Antibacterial activity of copper-coated carbon nanotubes synthesized by plasma-enhanced chemical vapor deposition against Escherichia coli and Staphylococcus aureus

 The increase of antibiotic-resistant strains has necessitated the generation of antibacterial agents that do not induce microbial resistance. The present study was conducted to evaluate the antibacterial effect of copper-coated carbon nanotubes (Cu/CNTs) synthesized by plasma-enhanced chemical vapor deposition (PECVD) on two strains of gram positive (Staphylococcus aureus) and gram negative (Escherichia coli) bacteria. First, the PECVD method was used to deposit carbon nanotubes (CNTs) on high-resistivity silicon wafers previously decorated with nickel catalyst by an electron beam gun. These nanotubes were then coated with copper thin films (Cu, 0– 60 nm) in a vacuum evaporator using the Direct Current (DC) Magnetron Sputtering method. The morphology of PECVD-grown Cu/CNTs was investigated by scanning electron microscope (SEM) and transmission electron microscope (TEM).
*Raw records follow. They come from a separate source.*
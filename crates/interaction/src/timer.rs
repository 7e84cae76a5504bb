//! Cancellable one-shot task driven by simulation time.
//!
//! The task never runs on its own: the owner polls it from the same tick loop
//! that drives the interactor, so completion always lands on the simulation
//! thread.

use gazekit_core::SimTime;
use std::time::Duration;

/// Identifies one scheduling of a [`DelayedTask`].
#[derive(Debug, Clone, Copy, PartialEq, Eq, Hash)]
pub struct TaskHandle {
    generation: u64,
}

#[derive(Debug, Clone, Copy)]
struct Pending {
    handle: TaskHandle,
    deadline: SimTime,
}

/// At most one outstanding deadline; scheduling again replaces the old one.
#[derive(Debug, Default, Clone)]
pub struct DelayedTask {
    generation: u64,
    pending: Option<Pending>,
}

impl DelayedTask {
    /// Create an idle task.
    pub fn new() -> Self {
        Self::default()
    }

    /// Cancel whatever is pending, then arm the task to fire at `now + delay`.
    pub fn schedule(&mut self, now: SimTime, delay: Duration) -> TaskHandle {
        self.cancel();
        self.generation += 1;
        let handle = TaskHandle {
            generation: self.generation,
        };
        self.pending = Some(Pending {
            handle,
            deadline: now + delay,
        });
        handle
    }

    /// Drop the pending task. Returns `true` if one was pending.
    pub fn cancel(&mut self) -> bool {
        self.pending.take().is_some()
    }

    /// Cancel only if `handle` is the currently pending scheduling.
    pub fn cancel_handle(&mut self, handle: TaskHandle) -> bool {
        match self.pending {
            Some(pending) if pending.handle == handle => {
                self.pending = None;
                true
            }
            _ => false,
        }
    }

    /// Returns `true` exactly once, on the first poll at or after the deadline.
    pub fn poll(&mut self, now: SimTime) -> bool {
        match self.pending {
            Some(pending) if now >= pending.deadline => {
                self.pending = None;
                true
            }
            _ => false,
        }
    }

    /// Whether a deadline is armed.
    pub fn is_pending(&self) -> bool {
        self.pending.is_some()
    }

    /// The armed deadline, if any.
    pub fn deadline(&self) -> Option<SimTime> {
        self.pending.map(|p| p.deadline)
    }
}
The antibacterial properties of as-synthesized Cu/CNTs against Escherichia coli (E. coli) and Staphylococcus aureus (S. aureus) were determined using Standard Plate Count (SPC). The results showed that increasing the coating thickness of Cu/CNTs had intensified their antibacterial activity. The SEM and TEM images confirmed the morphological modification of the samples after coating with copper.